Rabbi Brad also shares advice for those experiencing fear. “Practicing compassion turns out to be one of the most self-caring, healing things we can do for ourselves … I know firsthand when I began to discover this 16 years ago when I had a lung tumor. I admit, I was scared. You never want to hear a doctor say you have a lung tumor … I go to the hospital to get tested, and they have to put tubes down into your lungs. I was scared. My blood pressure was through the roof. I’m literally silently saying Psalms to myself to try and calm myself down. It’s not working. I really was not in a good place. The nurse was standing in front of me, and I noticed that the nurse was wearing a small cross … I said to her, ‘I don’t care what the faith is, it’s actually really comforting to see you wear that. And it happens to be a really beautiful cross.’”
“She got very quiet and her eyes got very big and she said, ‘Thank you for noticing. I didn’t always wear it.’ I asked her why she started wearing it and she explained that she started wearing it when her son was shipped out to Iraq. I said, “Wow, I can only imagine how challenging that must be for you as a mom.’ She started to cry, and I said, ‘But I also know that faith does things for us and to us that we have no right to expect and could never imagine will happen. But they’re so real. And the only thing I would ask you is would you tell me your son’s name and would it be okay if a rabbi prayed for a nice young Catholic marine?”

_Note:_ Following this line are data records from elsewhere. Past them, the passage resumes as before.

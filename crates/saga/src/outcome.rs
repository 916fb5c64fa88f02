//! Per-step outcomes and their aggregation into a saga report.

use common::{RecordId, RunId};
use domain::ValidationError;
use serde::{Deserialize, Serialize};
use serde_json::Value;

use crate::message;
use crate::steps::StepName;

/// The result of one attempted step. Immutable once created.
///
/// The artifact is kept as the JSON value the service returned, so it can be
/// passed on to later steps unchanged.
#[derive(Debug, Clone, PartialEq, Eq, Serialize)]
pub struct StepOutcome {
    step: StepName,
    succeeded: bool,
    artifact: Option<Value>,
    detail: Option<String>,
}

impl StepOutcome {
    /// A successful outcome with an optional artifact.
    pub fn success(step: StepName, artifact: Option<Value>) -> Self {
        Self {
            step,
            succeeded: true,
            artifact,
            detail: None,
        }
    }

    /// A failed outcome with an explanation and an optional salvaged artifact.
    pub fn failed(step: StepName, detail: impl Into<String>, artifact: Option<Value>) -> Self {
        Self {
            step,
            succeeded: false,
            artifact,
            detail: Some(detail.into()),
        }
    }

    pub fn step(&self) -> StepName {
        self.step
    }

    pub fn succeeded(&self) -> bool {
        self.succeeded
    }

    pub fn artifact(&self) -> Option<&Value> {
        self.artifact.as_ref()
    }

    pub fn detail(&self) -> Option<&str> {
        self.detail.as_deref()
    }
}

/// The single verdict of a saga run.
#[derive(Debug, Clone, Copy, PartialEq, Eq, Hash, Serialize, Deserialize)]
#[serde(rename_all = "lowercase")]
pub enum OverallStatus {
    /// Every attempted step succeeded.
    Success,
    /// The record exists but at least one follow-on step failed.
    Warning,
    /// Validation or record creation failed.
    Error,
}

impl OverallStatus {
    /// Returns the status name as a string.
    pub fn as_str(&self) -> &'static str {
        match self {
            OverallStatus::Success => "success",
            OverallStatus::Warning => "warning",
            OverallStatus::Error => "error",
        }
    }
}

impl std::fmt::Display for OverallStatus {
    fn fmt(&self, f: &mut std::fmt::Formatter<'_>) -> std::fmt::Result {
        write!(f, "{}", self.as_str())
    }
}

/// Why a run ended in [`OverallStatus::Error`].
#[derive(Debug, Clone, PartialEq, Eq)]
pub enum FatalFailure {
    /// The booking context was rejected before any call was made.
    Validation(ValidationError),
    /// The record could not be created.
    RecordCreation { detail: Option<String> },
}

/// The outcome of one saga run, handed to the caller exactly once.
#[derive(Debug, Clone, PartialEq, Eq)]
pub struct SagaReport {
    run_id: RunId,
    outcomes: Vec<StepOutcome>,
    status: OverallStatus,
    fatal: Option<FatalFailure>,
    record_id: Option<RecordId>,
    document_url: Option<String>,
}

impl SagaReport {
    /// Report for a run rejected during validation; no steps were attempted.
    pub fn rejected(run_id: RunId, error: ValidationError) -> Self {
        Self {
            run_id,
            outcomes: Vec::new(),
            status: OverallStatus::Error,
            fatal: Some(FatalFailure::Validation(error)),
            record_id: None,
            document_url: None,
        }
    }

    /// Folds the attempted step outcomes, in execution order, into a report.
    pub fn aggregate(run_id: RunId, outcomes: Vec<StepOutcome>) -> Self {
        let record = outcomes
            .iter()
            .find(|o| o.step() == StepName::CreateRecord);

        let record_id = record
            .filter(|o| o.succeeded())
            .and_then(|o| o.artifact())
            .and_then(RecordId::from_json);

        let Some(record_id) = record_id else {
            return Self {
                run_id,
                fatal: Some(FatalFailure::RecordCreation {
                    detail: record.and_then(|o| o.detail()).map(str::to_string),
                }),
                outcomes,
                status: OverallStatus::Error,
                record_id: None,
                document_url: None,
            };
        };

        let document_url = outcomes
            .iter()
            .find(|o| o.step() == StepName::GenerateDocument)
            .and_then(|o| o.artifact())
            .and_then(Value::as_str)
            .map(str::to_string);

        let status = if outcomes.iter().all(StepOutcome::succeeded) {
            OverallStatus::Success
        } else {
            OverallStatus::Warning
        };

        Self {
            run_id,
            outcomes,
            status,
            fatal: None,
            record_id: Some(record_id),
            document_url,
        }
    }

    pub fn run_id(&self) -> RunId {
        self.run_id
    }

    /// Attempted step outcomes in execution order. Skipped steps are absent.
    pub fn outcomes(&self) -> &[StepOutcome] {
        &self.outcomes
    }

    pub fn status(&self) -> OverallStatus {
        self.status
    }

    pub fn fatal(&self) -> Option<&FatalFailure> {
        self.fatal.as_ref()
    }

    pub fn record_id(&self) -> Option<&RecordId> {
        self.record_id.as_ref()
    }

    /// Public link to the generated document, if one was produced.
    pub fn document_url(&self) -> Option<&str> {
        self.document_url.as_deref()
    }

    /// Returns true if the given step was attempted.
    pub fn attempted(&self, step: StepName) -> bool {
        self.outcomes.iter().any(|o| o.step() == step)
    }

    /// Failed non-fatal steps, in execution order.
    pub fn failed_steps(&self) -> impl Iterator<Item = &StepOutcome> {
        self.outcomes.iter().filter(|o| !o.succeeded())
    }

    /// Human-readable explanation of the run.
    pub fn message(&self) -> String {
        message::compose(self)
    }
}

Rabbi Brad says that the doctor interrupted the conversation, saying “I don’t know exactly what you two are talking about because I’m trying to get set up for this test, but whatever it is, keep doing it because your blood pressure has dropped by 30 points. Your pulse has slowed down, your body is relaxing, and it’s going to make this whole thing a whole lot easier. The truth is, the moment I began to care about her, my nurse, I began to get healthy. Caring for others helps us to escape our own fear.”